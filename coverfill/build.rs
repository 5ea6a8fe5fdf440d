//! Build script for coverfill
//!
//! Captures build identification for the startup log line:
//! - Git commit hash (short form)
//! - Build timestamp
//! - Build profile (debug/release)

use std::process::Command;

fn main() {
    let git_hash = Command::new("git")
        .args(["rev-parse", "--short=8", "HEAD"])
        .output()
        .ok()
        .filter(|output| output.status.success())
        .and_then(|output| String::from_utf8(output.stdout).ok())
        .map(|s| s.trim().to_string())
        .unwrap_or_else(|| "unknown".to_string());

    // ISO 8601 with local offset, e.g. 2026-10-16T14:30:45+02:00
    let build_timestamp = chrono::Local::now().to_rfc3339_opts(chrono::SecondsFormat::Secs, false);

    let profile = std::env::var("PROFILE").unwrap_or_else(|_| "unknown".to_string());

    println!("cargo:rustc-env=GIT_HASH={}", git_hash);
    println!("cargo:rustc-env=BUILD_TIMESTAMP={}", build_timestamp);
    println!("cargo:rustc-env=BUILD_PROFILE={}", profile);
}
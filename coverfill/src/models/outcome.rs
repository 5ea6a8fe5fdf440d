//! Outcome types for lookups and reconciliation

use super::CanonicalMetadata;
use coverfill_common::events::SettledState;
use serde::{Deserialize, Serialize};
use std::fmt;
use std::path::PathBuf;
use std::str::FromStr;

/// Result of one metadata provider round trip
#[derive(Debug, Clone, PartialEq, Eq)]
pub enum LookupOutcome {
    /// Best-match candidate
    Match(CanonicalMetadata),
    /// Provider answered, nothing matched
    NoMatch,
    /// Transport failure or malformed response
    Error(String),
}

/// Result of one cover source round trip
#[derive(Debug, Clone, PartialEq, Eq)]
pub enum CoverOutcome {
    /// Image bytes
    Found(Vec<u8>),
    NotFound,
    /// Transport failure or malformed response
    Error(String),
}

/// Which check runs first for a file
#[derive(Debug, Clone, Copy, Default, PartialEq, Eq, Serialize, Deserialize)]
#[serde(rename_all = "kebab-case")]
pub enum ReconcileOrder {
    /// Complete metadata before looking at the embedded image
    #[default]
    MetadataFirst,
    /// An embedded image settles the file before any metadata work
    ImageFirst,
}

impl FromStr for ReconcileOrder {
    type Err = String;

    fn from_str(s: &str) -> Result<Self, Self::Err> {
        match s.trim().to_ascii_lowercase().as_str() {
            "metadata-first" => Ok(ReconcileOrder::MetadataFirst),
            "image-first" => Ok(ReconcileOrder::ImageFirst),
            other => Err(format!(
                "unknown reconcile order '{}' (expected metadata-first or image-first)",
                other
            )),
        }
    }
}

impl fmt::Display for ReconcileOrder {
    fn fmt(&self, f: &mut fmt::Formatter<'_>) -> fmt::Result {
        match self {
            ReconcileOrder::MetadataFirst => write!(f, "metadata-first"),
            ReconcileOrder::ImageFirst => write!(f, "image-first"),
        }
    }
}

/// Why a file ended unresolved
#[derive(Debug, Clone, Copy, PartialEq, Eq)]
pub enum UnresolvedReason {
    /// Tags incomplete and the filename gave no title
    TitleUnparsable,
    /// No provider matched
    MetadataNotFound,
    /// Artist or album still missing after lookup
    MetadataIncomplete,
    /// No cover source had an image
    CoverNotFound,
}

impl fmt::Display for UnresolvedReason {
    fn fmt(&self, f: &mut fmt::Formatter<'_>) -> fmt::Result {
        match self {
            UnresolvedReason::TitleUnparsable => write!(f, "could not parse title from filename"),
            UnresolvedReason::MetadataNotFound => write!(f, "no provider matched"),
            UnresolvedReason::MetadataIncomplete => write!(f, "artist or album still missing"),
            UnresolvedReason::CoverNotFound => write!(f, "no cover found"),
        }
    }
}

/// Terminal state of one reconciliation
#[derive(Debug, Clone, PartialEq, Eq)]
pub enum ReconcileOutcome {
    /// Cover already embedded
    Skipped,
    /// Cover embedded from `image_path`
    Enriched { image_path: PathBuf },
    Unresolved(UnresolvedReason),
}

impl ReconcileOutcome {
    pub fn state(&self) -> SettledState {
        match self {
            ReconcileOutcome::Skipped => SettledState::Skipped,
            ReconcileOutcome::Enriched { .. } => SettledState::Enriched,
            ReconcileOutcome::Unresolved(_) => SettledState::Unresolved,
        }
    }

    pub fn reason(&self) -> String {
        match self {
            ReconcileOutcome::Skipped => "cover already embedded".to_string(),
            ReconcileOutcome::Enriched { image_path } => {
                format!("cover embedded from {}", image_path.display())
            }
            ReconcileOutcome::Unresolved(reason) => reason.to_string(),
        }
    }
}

--- --- ---

## Exercise prompt
Go through the listing above and find each line that contains "serde", then copy it.

## Final answer
use serde::{Deserialize, Serialize};
#[serde(rename_all = "kebab-case")]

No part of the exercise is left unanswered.